O governo pode interpretar mal sinais tributários europeus

A decisão do governo de aumentar tributos não foi abandonada. Como já comentei aqui, não há como compensar, com o corte de outras despesas, os substanciais aumentos de gastos com a saúde, que decorrerão da aprovação da emenda 29. Será uma paulada de R$ 40 a 50 bilhões. Uma saída, ainda que temporária, seria congelar o projeto no Senado por alguns anos, o que já é sugerido em círculos do governo e do Congresso. A prova de que a elevação da carga tributária se mantém nos planos foi a entrevista da ministra de Relações Institucionais, Idely Salvatti, ao Estadão da última segunda feira, em que defendeu explicitamente a ideia.

A Câmara inviabilizou a criação da Contribuição Social para a Saúde (CSS). Muitos senadores se disseram contra qualquer novo tributo para a finalidade. Enquanto isso, quase todos os governadores continuam fazendo declarações em favor da criação do tributo. O governador da Bahia, Jacques Wagner, defendeu sem peias o renascimento da CPMF. O pior nesse imbróglio é que o novo tributo seria inapelavelmente partilhado com os Estados e municípios. O governo precisa do apoio de governadores e prefeitos para pressionar o Congresso pela aprovação, ainda que depois das eleições municipais de 2012. Nunca mais seria extinto.

Ontem, surgiu um fato que pode dar mais argumentos aos defensores da recriação da CPMF. Trata-se do anúncio oficial, por líderes europeus, de que será proposta a criação de um imposto sobre transações financeiras. Alguns jornais compararam esse imposto à CPMF. Ora, dirão ministros, governadores e prefeitos do Brasil: se os europeus recorrem à sua CPMF é porque o tributo não é tão danoso quanto se fala por aqui. Do contra, arrematariam, são os que não se preocupam com a saúde ou professam ideais neoliberais contra aumentos da carga tributária, particularmente a CPMF.

Acontece que o novo imposto europeu seria muito diferente da CPMF. A alíquota seria de 0,1% (0,38% na CPMF). Incidiria apenas sobre as negociações de títulos de renda fixa, ações e derivativos (neste último caso com uma alíquota de 0,01%).

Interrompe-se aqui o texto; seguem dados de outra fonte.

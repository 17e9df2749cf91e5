//! WebSocket event router: one connection per session, demultiplexing
//! inbound events to the session's [`SessionMachine`] and multiplexing
//! outbound events (JSON) and raw PCM frames (binary) back to the client.

use std::time::{Duration, Instant};

use axum::extract::ws::{Message, WebSocket};
use axum::extract::{State, WebSocketUpgrade};
use axum::response::IntoResponse;
use base64::engine::general_purpose::STANDARD as BASE64;
use base64::Engine;
use futures::sink::SinkExt;
use futures::stream::StreamExt;
use serde::Deserialize;
use tokio::sync::mpsc;

use crate::machine::SessionMachine;
use crate::protocol_constants::{WS_HEARTBEAT_CHECK_INTERVAL_SECS, WS_HEARTBEAT_TIMEOUT_SECS};
use crate::scheduler::FrameScheduler;
use crate::session::SessionId;

use super::AppState;

/// Inbound event envelope, tagged by `type`.
#[derive(Deserialize)]
#[serde(tag = "type", rename_all = "snake_case")]
enum WsIncoming {
    StartVoiceRecording,
    VoiceChunk { data: String, format: String },
    VoiceData { data: String, format: String },
    StopVoiceRecording,
    CancelVoiceInput,
    ConversationTextInput { text: String },
    StartTts { text: String, voice_id: Option<String> },
    StopTts,
    AudioBufferStatus { buffer_frames: u32, underrun_count: u32 },
    Heartbeat { t: i64 },
    ClearConversation,
}

/// Dispatches one parsed inbound event to the session's state machine.
async fn dispatch(machine: &SessionMachine, event: WsIncoming) {
    match event {
        WsIncoming::StartVoiceRecording => machine.start_voice_recording().await,
        WsIncoming::VoiceChunk { data, format } => {
            if let Ok(bytes) = BASE64.decode(data) {
                machine.voice_chunk(bytes, &format).await;
            }
        }
        WsIncoming::VoiceData { data, format } => {
            if let Ok(bytes) = BASE64.decode(data) {
                machine.voice_data(bytes, &format).await;
            }
        }
        WsIncoming::StopVoiceRecording => machine.stop_voice_recording().await,
        WsIncoming::CancelVoiceInput => machine.cancel_voice_input().await,
        WsIncoming::ConversationTextInput { text } => machine.conversation_text_input(text).await,
        WsIncoming::StartTts { text, voice_id } => machine.start_tts(text, voice_id).await,
        WsIncoming::StopTts => machine.stop_tts().await,
        WsIncoming::AudioBufferStatus { buffer_frames, underrun_count } => {
            machine.audio_buffer_status(buffer_frames, underrun_count).await
        }
        WsIncoming::Heartbeat { t } => machine.heartbeat(t).await,
        WsIncoming::ClearConversation => machine.clear_conversation().await,
    }
}

/// WebSocket upgrade handler: one client connection becomes one session.
pub async fn ws_handler(ws: WebSocketUpgrade, State(state): State<AppState>) -> impl IntoResponse {
    ws.on_upgrade(move |socket| handle_ws(socket, state))
}

async fn handle_ws(socket: WebSocket, state: AppState) {
    let (mut sender, mut receiver) = socket.split();

    let session_id = SessionId::new();
    let session = state.sessions.get_or_create(session_id);
    log::info!("[WS] connection established: session={session_id}");

    // Capacity 1: the scheduler blocks on this send to pace emission and to
    // detect a stalled transport, so the channel must never let frames queue
    // up ahead of what the client has actually been sent.
    let (frame_tx, mut frame_rx) = mpsc::channel::<bytes::Bytes>(1);
    let (event_tx, mut event_rx) = mpsc::unbounded_channel::<crate::events::GatewayEvent>();
    let emitter = std::sync::Arc::new(ChannelEventEmitter {
        session_id: session_id.to_string(),
        sender: event_tx,
    });

    let scheduler: std::sync::Arc<FrameScheduler> = state.scheduler.clone();
    let machine = SessionMachine::new(
        session.clone(),
        state.memory.clone(),
        state.stt.clone(),
        state.tts.clone(),
        scheduler,
        emitter,
        frame_tx,
        state.config.default_voice_id.clone(),
    );

    let mut last_activity = Instant::now();
    let mut heartbeat_interval = tokio::time::interval(Duration::from_secs(
        WS_HEARTBEAT_CHECK_INTERVAL_SECS,
    ));
    heartbeat_interval.set_missed_tick_behavior(tokio::time::MissedTickBehavior::Delay);

    let session_cancel = session.session_cancel.clone();

    loop {
        tokio::select! {
            biased;

            _ = session_cancel.cancelled() => {
                log::info!("[WS] session cancelled: session={session_id}");
                break;
            }

            msg = receiver.next() => {
                match msg {
                    Some(Ok(Message::Text(text))) => {
                        last_activity = Instant::now();
                        session.touch();
                        match serde_json::from_str::<WsIncoming>(&text) {
                            Ok(event) => dispatch(&machine, event).await,
                            Err(e) => log::debug!("[WS] unparsable event: session={session_id}, error={e}"),
                        }
                    }
                    Some(Ok(Message::Close(_))) | Some(Err(_)) | None => break,
                    _ => {}
                }
            }

            Some(frame) = frame_rx.recv() => {
                if sender.send(Message::Binary(frame)).await.is_err() {
                    break;
                }
            }

            Some(event) = event_rx.recv() => {
                if let Ok(json) = serde_json::to_string(&event) {
                    if sender.send(Message::Text(json.into())).await.is_err() {
                        break;
                    }
                }
            }

            _ = heartbeat_interval.tick() => {
                if last_activity.elapsed() > Duration::from_secs(WS_HEARTBEAT_TIMEOUT_SECS) {
                    log::warn!("[WS] heartbeat timeout: session={session_id}");
                    break;
                }
            }
        }
    }

    state.sessions.destroy(session_id);
    log::info!("[WS] connection closed: session={session_id}");
}

/// Routes events emitted by the state machine/scheduler onto this
/// connection's outbound channel, addressed implicitly by the channel
/// itself rather than by any session ID carried in the event payload.
struct ChannelEventEmitter {
    session_id: String,
    sender: mpsc::UnboundedSender<crate::events::GatewayEvent>,
}

impl crate::events::EventEmitter for ChannelEventEmitter {
    fn emit(&self, session_id: &str, event: crate::events::GatewayEvent) {
        if session_id != self.session_id {
            // Defensive: events are always constructed with this
            // connection's own session ID; a mismatch indicates a caller
            // bug, not a routing decision to make here.
            log::warn!(
                "[WS] dropping event addressed to another session: expected={}, got={}",
                self.session_id,
                session_id
            );
            return;
        }
        if self.sender.send(event).is_err() {
            log::debug!("[WS] event dropped, connection already closed: session={session_id}");
        }
    }
}

#[cfg(test)]
mod tests {
    use super::*;

    #[test]
    fn parses_voice_chunk_event() {
        let json = r#"{"type":"voice_chunk","data":"AAA=","format":"wav"}"#;
        let parsed: WsIncoming = serde_json::from_str(json).unwrap();
        assert!(matches!(parsed, WsIncoming::VoiceChunk { .. }));
    }

    #[test]
    fn parses_heartbeat_event() {
        let json = r#"{"type":"heartbeat","t":1234}"#;
        let parsed: WsIncoming = serde_json::from_str(json).unwrap();
        assert!(matches!(parsed, WsIncoming::Heartbeat { t: 1234 }));
    }

    #[test]
    fn parses_start_tts_with_optional_voice() {
        let json = r#"{"type":"start_tts","text":"hi"}"#;
        let parsed: WsIncoming = serde_json::from_str(json).unwrap();
        match parsed {
            WsIncoming::StartTts { text, voice_id } => {
                assert_eq!(text, "hi");
                assert!(voice_id.is_none());
            }
            _ => panic!("wrong variant"),
        }
    }
}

A CPMF incide sobre qualquer débito ou crédito em contas correntes. Seu efeito na economia é muito mais perverso, pois onera transações relacionadas com a compra de matérias primas, partes, peças, componentes, transporte, pessoal e por aí afora. Até no pagamento de tributos o contribuinte arca com a CPMF.

O debate na Europa está apenas começando. Os principais centros financeiros – Londres e Frankfurt – vão resistir, pois podem ver suas transações migrarem para países que não criarem o imposto. Para evitar isso, todos os países relevantes teriam que ir pelo mesmo caminho. Ou seja, além da aprovação nos 27 membros da União Européia, seria preciso fazer o mesmo pelo menos nos países integrantes do G-20. Diz-se que os franceses apresentarão essa ideia na próxima reunião desse grupo, em novembro, prevista para acontecer na França. Sua aprovação nos Estados Unidos é quase impossível. Além da natural resistência da sociedade americana a novos tributos, a Câmara de Representantes é controlada pelo Partido Repúblicano, notoriamente contrário a aumentos de carga tributária, como se tem visto nos embates recentes, incluindo o que envolveu a elevação do teto da dívida pública federal americana. O sistema financeiro americano seria o que mais ganharia com a migração de investidores correndo da tributação europeia, mais uma razão para resistir à criação do tributo.

Em resumo, a não ser que a regulamentação da emenda 29 vá para as calendas, os defensores da criação da CPMF (ou algo parecido) provavelmente vão invocar o exemplo europeu. Será uma má interpretação, mas quem no sistema político brasileiro se preocupa com isso?